Task objective
Would you please copy each line of the data in which the string "ThemeSubscription" occurs?

Task inputs
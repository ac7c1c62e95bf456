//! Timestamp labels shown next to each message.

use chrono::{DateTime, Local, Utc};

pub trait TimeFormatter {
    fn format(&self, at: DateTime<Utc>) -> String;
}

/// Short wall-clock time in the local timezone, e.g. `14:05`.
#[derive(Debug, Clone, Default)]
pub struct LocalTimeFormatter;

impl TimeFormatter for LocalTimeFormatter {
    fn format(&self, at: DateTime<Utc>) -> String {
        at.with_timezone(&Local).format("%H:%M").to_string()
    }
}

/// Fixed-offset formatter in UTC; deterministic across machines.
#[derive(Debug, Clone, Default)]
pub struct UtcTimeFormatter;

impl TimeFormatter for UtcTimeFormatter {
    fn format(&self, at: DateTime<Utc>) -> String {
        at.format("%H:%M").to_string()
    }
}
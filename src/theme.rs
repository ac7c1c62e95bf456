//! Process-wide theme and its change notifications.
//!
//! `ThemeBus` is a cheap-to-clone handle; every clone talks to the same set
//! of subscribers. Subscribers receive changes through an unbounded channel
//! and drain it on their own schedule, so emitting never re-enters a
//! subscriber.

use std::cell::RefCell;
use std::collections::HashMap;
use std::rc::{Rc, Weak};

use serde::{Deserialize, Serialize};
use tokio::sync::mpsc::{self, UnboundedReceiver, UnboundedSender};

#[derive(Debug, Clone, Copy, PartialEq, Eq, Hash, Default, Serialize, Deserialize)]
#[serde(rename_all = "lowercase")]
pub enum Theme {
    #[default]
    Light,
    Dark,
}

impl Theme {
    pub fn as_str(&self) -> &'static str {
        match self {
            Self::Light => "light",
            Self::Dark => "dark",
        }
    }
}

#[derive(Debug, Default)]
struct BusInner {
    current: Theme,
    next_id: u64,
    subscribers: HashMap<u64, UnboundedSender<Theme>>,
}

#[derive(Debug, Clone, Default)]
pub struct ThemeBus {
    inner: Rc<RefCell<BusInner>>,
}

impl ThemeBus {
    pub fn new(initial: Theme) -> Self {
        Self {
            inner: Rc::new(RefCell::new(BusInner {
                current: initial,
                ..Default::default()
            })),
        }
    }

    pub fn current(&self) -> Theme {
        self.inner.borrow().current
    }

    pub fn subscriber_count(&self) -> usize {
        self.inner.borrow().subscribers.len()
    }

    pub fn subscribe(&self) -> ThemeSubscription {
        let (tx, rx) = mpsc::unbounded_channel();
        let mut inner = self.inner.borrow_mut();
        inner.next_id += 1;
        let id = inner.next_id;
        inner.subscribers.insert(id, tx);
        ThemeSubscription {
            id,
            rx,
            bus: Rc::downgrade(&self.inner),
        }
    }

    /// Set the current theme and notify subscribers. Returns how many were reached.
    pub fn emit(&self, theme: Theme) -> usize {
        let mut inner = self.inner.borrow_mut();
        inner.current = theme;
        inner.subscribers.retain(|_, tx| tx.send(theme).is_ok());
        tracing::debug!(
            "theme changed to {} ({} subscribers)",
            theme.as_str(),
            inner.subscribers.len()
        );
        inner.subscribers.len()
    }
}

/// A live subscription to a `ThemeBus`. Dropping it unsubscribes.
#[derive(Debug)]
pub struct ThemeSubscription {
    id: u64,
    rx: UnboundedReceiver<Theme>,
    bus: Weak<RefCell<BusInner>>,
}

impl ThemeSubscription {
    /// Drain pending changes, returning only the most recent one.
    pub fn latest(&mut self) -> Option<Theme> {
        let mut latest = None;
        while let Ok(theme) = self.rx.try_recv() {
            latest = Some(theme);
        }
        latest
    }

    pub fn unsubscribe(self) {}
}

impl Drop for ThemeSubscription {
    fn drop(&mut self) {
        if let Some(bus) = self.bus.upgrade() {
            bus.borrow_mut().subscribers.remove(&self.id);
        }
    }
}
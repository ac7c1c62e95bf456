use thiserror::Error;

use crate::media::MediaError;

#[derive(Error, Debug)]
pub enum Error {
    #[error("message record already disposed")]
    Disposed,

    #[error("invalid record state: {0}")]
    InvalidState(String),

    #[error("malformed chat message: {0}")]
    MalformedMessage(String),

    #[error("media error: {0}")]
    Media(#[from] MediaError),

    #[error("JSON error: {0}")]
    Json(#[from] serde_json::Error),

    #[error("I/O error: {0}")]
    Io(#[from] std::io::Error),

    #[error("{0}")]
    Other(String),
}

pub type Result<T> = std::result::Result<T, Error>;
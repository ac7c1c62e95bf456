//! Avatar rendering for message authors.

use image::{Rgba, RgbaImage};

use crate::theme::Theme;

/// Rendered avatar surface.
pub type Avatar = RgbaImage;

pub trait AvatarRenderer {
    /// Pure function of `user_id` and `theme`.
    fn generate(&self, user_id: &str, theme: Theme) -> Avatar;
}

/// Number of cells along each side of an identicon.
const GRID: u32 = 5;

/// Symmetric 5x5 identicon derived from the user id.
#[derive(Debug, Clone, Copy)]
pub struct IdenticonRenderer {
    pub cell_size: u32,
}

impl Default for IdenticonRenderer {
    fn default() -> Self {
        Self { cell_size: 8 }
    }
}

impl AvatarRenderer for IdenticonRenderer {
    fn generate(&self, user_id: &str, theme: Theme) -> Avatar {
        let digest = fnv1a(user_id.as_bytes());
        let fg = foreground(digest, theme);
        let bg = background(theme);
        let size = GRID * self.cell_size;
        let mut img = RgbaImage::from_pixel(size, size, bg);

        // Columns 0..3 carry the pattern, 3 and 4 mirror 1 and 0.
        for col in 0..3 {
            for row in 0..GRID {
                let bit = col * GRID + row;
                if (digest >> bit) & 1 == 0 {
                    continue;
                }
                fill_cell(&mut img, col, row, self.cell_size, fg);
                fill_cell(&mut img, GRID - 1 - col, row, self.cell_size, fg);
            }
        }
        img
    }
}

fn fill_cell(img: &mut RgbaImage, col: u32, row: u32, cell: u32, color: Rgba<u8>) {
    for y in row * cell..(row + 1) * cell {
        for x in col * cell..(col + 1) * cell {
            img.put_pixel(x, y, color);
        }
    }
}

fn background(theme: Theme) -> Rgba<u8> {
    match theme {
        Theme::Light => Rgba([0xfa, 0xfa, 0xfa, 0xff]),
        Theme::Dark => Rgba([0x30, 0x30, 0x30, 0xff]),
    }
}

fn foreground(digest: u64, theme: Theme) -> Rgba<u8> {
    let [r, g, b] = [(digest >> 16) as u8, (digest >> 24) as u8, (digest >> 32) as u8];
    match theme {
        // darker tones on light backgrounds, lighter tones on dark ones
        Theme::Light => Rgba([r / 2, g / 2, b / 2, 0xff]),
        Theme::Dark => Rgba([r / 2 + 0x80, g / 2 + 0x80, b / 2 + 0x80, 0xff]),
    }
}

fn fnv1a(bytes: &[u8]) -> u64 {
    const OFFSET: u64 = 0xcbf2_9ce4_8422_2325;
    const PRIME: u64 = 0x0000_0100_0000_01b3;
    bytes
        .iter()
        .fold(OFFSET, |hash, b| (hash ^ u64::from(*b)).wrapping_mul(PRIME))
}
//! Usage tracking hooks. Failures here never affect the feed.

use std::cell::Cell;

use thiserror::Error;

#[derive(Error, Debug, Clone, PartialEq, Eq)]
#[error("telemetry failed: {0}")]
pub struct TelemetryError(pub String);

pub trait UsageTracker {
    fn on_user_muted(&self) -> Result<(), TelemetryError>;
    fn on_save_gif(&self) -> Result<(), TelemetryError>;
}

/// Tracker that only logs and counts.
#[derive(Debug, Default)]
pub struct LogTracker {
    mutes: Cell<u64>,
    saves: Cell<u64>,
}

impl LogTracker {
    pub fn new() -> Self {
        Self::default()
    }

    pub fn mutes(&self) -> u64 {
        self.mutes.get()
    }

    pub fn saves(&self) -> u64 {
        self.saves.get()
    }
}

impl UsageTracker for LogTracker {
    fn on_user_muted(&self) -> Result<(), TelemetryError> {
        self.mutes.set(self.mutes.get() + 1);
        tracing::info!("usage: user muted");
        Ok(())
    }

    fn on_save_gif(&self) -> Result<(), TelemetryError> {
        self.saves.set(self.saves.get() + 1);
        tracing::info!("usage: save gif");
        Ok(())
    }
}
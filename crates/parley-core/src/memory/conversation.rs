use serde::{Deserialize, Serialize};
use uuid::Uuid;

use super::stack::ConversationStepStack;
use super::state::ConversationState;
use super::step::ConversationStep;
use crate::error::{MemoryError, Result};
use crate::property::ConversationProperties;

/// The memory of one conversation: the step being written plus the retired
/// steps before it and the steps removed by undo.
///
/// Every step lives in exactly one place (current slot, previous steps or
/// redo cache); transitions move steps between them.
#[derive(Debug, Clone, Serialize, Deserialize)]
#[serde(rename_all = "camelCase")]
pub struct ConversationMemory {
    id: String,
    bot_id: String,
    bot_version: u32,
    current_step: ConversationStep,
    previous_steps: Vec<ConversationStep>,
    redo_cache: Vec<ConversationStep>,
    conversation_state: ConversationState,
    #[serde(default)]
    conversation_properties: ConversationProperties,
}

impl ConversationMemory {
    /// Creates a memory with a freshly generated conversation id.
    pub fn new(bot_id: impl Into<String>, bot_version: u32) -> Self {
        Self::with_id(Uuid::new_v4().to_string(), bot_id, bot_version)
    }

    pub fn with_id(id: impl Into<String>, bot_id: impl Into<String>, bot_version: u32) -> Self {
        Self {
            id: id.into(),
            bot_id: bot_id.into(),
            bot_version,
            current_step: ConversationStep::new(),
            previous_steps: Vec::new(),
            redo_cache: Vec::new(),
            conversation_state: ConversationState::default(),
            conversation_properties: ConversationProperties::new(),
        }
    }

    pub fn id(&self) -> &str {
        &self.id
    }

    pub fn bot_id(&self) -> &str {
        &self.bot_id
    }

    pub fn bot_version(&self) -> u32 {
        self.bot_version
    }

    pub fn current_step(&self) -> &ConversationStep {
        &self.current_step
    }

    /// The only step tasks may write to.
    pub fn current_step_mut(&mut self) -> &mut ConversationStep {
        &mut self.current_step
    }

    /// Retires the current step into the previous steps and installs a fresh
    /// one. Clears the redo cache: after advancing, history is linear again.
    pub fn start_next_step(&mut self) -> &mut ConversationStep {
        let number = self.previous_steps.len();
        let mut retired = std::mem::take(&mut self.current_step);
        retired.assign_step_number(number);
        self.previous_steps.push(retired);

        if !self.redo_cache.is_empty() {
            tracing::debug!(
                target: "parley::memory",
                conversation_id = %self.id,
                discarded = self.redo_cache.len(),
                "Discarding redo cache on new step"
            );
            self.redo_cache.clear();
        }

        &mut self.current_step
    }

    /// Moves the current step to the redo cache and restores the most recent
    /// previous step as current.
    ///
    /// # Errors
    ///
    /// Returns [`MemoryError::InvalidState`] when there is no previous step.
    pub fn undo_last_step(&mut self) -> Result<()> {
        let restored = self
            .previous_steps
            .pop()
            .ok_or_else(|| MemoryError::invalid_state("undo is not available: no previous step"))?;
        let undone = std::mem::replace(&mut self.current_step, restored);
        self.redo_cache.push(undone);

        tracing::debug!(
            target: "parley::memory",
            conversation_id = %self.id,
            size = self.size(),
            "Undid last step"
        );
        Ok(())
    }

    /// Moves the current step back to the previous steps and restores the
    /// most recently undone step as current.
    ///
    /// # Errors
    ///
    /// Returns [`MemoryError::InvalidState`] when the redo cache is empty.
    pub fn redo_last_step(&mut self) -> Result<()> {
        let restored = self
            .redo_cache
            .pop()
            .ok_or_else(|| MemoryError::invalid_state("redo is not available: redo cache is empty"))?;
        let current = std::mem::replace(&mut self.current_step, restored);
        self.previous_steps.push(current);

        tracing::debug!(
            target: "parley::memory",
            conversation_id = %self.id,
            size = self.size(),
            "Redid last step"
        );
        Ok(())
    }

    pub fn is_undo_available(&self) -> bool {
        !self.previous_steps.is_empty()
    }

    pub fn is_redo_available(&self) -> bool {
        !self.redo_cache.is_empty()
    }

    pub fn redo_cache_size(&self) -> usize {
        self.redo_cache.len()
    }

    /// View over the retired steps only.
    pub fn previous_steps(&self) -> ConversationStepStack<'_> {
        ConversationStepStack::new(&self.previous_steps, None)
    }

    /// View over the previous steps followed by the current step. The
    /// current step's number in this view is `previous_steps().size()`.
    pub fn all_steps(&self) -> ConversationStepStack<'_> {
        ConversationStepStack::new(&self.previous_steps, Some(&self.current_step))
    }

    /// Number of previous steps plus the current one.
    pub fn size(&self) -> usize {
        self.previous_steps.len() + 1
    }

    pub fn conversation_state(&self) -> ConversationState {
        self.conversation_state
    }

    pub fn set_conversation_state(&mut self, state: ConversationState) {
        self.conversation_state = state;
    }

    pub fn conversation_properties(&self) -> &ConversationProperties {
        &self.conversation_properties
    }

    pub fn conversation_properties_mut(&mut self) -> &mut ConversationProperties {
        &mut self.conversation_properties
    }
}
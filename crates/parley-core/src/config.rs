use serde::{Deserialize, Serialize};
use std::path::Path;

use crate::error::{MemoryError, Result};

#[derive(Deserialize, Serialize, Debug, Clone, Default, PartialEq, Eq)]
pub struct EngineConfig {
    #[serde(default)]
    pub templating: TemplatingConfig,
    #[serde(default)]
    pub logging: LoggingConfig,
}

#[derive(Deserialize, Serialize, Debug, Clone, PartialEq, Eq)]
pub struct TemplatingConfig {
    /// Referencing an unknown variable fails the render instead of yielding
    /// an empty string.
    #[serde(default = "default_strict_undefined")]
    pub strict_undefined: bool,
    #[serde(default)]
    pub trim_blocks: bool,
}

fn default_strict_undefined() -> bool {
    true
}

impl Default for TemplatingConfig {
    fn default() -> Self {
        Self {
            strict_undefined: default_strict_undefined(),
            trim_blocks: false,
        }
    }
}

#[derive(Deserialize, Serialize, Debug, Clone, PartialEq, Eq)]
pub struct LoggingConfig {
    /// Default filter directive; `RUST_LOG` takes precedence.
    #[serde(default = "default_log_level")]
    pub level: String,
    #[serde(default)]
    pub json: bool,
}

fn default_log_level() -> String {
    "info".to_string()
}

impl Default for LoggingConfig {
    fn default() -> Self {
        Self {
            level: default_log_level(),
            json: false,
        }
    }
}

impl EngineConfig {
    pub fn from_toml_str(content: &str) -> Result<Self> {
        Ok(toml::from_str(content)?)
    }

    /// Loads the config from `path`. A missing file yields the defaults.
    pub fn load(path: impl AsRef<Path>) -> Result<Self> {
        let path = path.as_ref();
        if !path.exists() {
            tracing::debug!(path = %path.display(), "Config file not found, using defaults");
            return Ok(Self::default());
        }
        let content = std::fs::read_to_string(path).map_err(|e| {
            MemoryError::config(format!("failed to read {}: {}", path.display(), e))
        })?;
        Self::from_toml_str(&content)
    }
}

Response below
    pub fn subscribe(&self) -> ThemeSubscription {
        ThemeSubscription {
pub struct ThemeSubscription {
impl ThemeSubscription {
impl Drop for ThemeSubscription {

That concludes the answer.